[Records shown Boundary: Start]
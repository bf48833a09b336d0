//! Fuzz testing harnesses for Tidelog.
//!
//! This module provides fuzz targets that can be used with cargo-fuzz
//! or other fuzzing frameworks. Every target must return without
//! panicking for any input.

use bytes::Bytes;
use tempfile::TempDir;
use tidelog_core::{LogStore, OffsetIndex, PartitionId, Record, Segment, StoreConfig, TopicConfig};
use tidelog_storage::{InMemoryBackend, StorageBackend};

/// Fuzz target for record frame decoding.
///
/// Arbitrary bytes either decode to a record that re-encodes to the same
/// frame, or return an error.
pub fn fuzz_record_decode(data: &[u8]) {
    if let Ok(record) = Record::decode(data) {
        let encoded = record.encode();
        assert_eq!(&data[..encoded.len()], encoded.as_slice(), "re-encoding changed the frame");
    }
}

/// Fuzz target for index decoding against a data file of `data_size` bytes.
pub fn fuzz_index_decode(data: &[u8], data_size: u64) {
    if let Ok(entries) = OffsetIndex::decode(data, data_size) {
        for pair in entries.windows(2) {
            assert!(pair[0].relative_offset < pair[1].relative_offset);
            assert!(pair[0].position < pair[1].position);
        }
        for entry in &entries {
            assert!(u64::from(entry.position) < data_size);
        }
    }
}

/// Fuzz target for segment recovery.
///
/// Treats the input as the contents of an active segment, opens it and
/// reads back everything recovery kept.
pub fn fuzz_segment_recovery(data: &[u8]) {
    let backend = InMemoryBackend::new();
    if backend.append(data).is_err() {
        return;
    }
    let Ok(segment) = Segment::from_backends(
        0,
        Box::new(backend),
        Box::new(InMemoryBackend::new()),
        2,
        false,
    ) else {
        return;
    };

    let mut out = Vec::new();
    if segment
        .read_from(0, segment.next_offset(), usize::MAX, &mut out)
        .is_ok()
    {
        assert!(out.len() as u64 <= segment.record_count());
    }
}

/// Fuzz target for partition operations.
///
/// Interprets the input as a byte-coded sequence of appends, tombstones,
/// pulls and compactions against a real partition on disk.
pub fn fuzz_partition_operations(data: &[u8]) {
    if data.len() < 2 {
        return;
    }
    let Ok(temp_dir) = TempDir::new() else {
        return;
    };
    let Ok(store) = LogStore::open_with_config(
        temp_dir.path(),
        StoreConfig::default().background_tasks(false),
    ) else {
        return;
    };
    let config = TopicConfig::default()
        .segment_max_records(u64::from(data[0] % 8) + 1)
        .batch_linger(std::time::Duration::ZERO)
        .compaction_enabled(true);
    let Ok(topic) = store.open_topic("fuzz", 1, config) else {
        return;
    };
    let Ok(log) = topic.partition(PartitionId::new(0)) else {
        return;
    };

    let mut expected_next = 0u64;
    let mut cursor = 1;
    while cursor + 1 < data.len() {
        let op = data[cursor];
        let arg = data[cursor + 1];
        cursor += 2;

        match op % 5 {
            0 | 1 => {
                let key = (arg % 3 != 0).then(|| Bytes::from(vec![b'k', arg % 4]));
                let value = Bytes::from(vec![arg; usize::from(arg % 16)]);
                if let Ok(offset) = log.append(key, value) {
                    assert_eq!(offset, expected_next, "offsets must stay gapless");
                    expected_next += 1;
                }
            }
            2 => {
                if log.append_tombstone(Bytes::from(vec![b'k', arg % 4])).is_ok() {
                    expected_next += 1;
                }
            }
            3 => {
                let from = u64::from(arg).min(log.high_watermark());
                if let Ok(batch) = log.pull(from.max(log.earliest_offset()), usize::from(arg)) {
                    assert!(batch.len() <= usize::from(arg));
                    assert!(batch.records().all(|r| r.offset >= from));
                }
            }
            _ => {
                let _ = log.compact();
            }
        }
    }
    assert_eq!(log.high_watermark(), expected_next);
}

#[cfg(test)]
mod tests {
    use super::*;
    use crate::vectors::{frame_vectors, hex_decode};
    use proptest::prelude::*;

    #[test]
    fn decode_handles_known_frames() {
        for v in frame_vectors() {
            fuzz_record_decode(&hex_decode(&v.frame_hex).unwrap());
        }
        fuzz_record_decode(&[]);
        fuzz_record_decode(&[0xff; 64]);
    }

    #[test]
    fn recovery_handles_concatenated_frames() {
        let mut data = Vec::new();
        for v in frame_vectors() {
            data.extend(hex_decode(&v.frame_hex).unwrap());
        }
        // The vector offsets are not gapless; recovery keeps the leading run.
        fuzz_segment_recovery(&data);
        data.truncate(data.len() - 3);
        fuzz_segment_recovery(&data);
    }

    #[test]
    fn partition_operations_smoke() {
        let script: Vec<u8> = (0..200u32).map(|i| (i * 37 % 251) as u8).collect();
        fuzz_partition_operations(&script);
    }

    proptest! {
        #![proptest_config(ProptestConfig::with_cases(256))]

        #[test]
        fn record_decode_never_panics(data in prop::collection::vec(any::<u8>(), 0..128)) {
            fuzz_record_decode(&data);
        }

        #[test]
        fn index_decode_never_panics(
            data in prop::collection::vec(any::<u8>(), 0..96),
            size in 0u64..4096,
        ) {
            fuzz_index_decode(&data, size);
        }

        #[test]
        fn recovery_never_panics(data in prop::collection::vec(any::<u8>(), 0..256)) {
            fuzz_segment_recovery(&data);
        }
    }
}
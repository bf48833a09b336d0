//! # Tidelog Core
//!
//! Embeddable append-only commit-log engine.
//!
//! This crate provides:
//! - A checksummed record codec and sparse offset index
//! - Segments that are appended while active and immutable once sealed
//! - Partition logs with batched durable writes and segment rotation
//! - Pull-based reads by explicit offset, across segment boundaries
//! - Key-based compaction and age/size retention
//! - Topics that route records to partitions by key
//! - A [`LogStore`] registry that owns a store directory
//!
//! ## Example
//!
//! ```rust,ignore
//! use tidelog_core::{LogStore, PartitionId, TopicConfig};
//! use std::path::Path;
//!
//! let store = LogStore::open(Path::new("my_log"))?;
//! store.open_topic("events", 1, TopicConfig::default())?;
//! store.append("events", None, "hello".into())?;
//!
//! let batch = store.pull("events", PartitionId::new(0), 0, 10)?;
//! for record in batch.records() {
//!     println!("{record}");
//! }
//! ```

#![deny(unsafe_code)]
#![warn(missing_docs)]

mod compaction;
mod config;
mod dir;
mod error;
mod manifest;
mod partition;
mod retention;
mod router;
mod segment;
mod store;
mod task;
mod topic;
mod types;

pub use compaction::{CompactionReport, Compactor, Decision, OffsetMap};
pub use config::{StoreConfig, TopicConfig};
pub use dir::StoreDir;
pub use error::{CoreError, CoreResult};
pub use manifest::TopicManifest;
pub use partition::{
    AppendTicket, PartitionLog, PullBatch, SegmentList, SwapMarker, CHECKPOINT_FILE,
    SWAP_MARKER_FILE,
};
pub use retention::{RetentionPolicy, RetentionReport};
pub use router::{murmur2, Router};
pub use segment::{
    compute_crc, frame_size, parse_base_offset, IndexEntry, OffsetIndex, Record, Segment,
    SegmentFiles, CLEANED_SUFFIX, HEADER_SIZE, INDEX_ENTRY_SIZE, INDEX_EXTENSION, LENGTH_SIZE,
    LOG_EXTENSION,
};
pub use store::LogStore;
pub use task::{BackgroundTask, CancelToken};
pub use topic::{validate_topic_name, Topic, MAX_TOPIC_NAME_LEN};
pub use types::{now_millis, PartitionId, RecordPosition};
[Records shown Boundary: End]
[Records shown Boundary: Start]
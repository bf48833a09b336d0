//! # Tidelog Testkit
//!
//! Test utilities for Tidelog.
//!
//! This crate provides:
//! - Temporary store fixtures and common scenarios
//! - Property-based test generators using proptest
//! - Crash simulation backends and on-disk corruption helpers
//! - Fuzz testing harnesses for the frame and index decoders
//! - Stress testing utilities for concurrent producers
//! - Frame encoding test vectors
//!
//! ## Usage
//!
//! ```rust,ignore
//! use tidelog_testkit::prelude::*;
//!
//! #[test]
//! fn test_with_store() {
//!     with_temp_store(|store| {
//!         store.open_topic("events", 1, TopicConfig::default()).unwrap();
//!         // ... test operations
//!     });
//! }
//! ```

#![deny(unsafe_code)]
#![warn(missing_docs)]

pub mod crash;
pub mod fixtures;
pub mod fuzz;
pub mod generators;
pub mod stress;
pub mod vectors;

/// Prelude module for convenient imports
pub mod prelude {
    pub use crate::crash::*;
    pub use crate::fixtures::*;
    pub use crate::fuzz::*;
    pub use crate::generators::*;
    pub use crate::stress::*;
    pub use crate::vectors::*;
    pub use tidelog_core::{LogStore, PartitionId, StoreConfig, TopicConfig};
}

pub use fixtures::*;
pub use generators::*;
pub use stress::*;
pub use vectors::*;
[Records shown Boundary: End]
# [What you are asked to do]
Wherever the string "offsets" appears in a line of the records above, copy that line.

# [Response]
                    assert_eq!(offset, expected_next, "offsets must stay gapless");
        // The vector offsets are not gapless; recovery keeps the leading run.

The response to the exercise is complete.